## Exercise objective
List all lines of the data containing the word "portrait".

Segment Open

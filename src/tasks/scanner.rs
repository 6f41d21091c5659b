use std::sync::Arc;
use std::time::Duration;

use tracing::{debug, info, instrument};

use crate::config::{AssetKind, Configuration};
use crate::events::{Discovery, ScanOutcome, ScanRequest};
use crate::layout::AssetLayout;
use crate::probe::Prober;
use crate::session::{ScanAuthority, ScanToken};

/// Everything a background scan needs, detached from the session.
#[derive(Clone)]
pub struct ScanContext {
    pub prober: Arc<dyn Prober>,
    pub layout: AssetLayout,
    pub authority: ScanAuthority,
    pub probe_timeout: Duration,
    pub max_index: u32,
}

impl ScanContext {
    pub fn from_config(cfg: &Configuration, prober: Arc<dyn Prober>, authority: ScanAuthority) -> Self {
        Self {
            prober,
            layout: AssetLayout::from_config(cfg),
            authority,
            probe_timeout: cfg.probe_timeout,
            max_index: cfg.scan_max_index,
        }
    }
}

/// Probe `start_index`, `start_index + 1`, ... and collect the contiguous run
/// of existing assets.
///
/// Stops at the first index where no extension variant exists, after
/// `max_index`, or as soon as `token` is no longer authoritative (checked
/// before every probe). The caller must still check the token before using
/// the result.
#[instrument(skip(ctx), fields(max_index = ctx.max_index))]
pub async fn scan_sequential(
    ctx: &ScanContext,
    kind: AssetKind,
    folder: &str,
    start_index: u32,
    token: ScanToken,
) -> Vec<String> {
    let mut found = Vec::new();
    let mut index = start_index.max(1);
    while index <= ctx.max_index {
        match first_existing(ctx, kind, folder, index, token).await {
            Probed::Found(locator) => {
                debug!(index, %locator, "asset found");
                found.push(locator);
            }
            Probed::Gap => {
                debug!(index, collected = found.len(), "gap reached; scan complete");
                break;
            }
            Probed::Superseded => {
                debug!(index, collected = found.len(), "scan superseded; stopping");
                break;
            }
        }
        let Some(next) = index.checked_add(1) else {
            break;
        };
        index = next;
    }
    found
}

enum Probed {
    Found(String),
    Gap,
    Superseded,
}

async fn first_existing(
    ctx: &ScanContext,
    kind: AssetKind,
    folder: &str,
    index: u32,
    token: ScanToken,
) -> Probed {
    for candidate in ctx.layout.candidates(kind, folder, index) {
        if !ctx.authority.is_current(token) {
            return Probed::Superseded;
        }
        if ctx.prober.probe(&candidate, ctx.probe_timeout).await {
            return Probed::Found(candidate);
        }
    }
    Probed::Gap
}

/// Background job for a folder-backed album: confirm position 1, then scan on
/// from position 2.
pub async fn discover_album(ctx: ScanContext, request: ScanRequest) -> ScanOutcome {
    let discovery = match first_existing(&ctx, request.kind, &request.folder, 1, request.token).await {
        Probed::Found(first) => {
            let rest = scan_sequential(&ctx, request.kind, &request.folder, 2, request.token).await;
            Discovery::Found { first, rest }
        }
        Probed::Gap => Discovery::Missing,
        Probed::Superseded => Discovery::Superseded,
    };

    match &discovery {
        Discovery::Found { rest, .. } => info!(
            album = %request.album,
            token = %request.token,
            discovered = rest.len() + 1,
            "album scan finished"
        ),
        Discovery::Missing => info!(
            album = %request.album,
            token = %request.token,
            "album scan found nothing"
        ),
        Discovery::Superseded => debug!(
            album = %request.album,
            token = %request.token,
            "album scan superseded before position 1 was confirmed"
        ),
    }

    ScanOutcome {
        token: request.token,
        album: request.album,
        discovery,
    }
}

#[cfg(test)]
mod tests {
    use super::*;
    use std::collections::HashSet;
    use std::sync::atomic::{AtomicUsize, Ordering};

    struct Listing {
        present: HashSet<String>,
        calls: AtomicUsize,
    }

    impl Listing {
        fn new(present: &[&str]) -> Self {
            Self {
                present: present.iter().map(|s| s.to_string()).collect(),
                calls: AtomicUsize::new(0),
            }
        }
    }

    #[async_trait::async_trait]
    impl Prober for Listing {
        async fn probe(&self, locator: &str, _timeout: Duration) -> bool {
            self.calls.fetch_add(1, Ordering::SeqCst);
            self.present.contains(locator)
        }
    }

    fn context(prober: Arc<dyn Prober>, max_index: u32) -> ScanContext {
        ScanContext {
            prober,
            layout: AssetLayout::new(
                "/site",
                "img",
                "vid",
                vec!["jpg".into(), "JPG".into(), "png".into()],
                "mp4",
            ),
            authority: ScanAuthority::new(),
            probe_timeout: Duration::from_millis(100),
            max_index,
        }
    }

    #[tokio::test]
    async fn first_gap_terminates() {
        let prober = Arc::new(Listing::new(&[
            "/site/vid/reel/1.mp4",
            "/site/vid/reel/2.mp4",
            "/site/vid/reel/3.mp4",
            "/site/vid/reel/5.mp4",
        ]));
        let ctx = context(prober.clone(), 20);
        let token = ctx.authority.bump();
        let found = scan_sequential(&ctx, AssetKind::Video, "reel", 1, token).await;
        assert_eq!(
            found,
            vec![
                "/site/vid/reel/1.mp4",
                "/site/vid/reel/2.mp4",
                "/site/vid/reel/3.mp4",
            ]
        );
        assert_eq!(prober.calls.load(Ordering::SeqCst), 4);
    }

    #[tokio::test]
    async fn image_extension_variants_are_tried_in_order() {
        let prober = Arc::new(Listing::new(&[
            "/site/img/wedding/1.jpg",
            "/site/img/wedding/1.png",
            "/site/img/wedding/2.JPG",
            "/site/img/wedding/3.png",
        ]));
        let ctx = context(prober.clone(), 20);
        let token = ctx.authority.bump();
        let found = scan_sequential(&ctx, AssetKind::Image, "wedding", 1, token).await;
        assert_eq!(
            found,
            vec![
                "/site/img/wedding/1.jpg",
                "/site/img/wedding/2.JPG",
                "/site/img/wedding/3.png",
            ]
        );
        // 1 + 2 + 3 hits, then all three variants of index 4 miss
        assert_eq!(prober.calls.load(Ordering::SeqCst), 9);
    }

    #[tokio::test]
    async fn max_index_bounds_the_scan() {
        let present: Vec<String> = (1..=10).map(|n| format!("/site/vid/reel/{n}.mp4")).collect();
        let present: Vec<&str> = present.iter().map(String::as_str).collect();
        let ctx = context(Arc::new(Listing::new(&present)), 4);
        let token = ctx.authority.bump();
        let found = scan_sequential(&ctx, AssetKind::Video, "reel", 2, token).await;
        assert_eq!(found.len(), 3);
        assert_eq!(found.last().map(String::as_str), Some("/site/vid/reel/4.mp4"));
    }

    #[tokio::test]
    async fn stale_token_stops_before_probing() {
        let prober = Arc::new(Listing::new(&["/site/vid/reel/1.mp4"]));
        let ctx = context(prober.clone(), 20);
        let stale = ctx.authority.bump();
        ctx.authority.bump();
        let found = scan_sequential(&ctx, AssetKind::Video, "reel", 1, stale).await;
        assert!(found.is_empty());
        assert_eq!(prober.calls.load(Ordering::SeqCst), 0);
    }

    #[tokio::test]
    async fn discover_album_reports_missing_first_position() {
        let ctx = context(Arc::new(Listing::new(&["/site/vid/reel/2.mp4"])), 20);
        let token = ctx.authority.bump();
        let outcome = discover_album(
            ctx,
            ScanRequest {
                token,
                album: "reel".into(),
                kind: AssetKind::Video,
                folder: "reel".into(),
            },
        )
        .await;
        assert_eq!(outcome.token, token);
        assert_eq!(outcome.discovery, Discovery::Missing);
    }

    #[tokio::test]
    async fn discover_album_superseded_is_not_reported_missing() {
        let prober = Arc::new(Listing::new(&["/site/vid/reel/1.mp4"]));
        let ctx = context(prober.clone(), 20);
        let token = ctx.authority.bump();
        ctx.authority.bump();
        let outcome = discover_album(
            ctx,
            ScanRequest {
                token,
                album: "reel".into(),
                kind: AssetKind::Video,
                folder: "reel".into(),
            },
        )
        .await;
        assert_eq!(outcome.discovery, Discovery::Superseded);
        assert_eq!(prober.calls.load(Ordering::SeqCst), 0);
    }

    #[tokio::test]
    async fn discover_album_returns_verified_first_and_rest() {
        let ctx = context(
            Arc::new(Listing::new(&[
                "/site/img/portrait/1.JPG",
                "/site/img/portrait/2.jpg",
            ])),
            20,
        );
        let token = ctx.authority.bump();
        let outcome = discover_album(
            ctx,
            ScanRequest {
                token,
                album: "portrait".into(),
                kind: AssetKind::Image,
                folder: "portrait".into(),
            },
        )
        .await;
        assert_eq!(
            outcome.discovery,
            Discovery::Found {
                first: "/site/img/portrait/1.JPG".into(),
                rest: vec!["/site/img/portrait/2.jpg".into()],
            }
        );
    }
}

Segment Closed

## Written response
                "/site/img/portrait/1.JPG",
                "/site/img/portrait/2.jpg",
                album: "portrait".into(),
                folder: "portrait".into(),
                first: "/site/img/portrait/1.JPG".into(),
                rest: vec!["/site/img/portrait/2.jpg".into()],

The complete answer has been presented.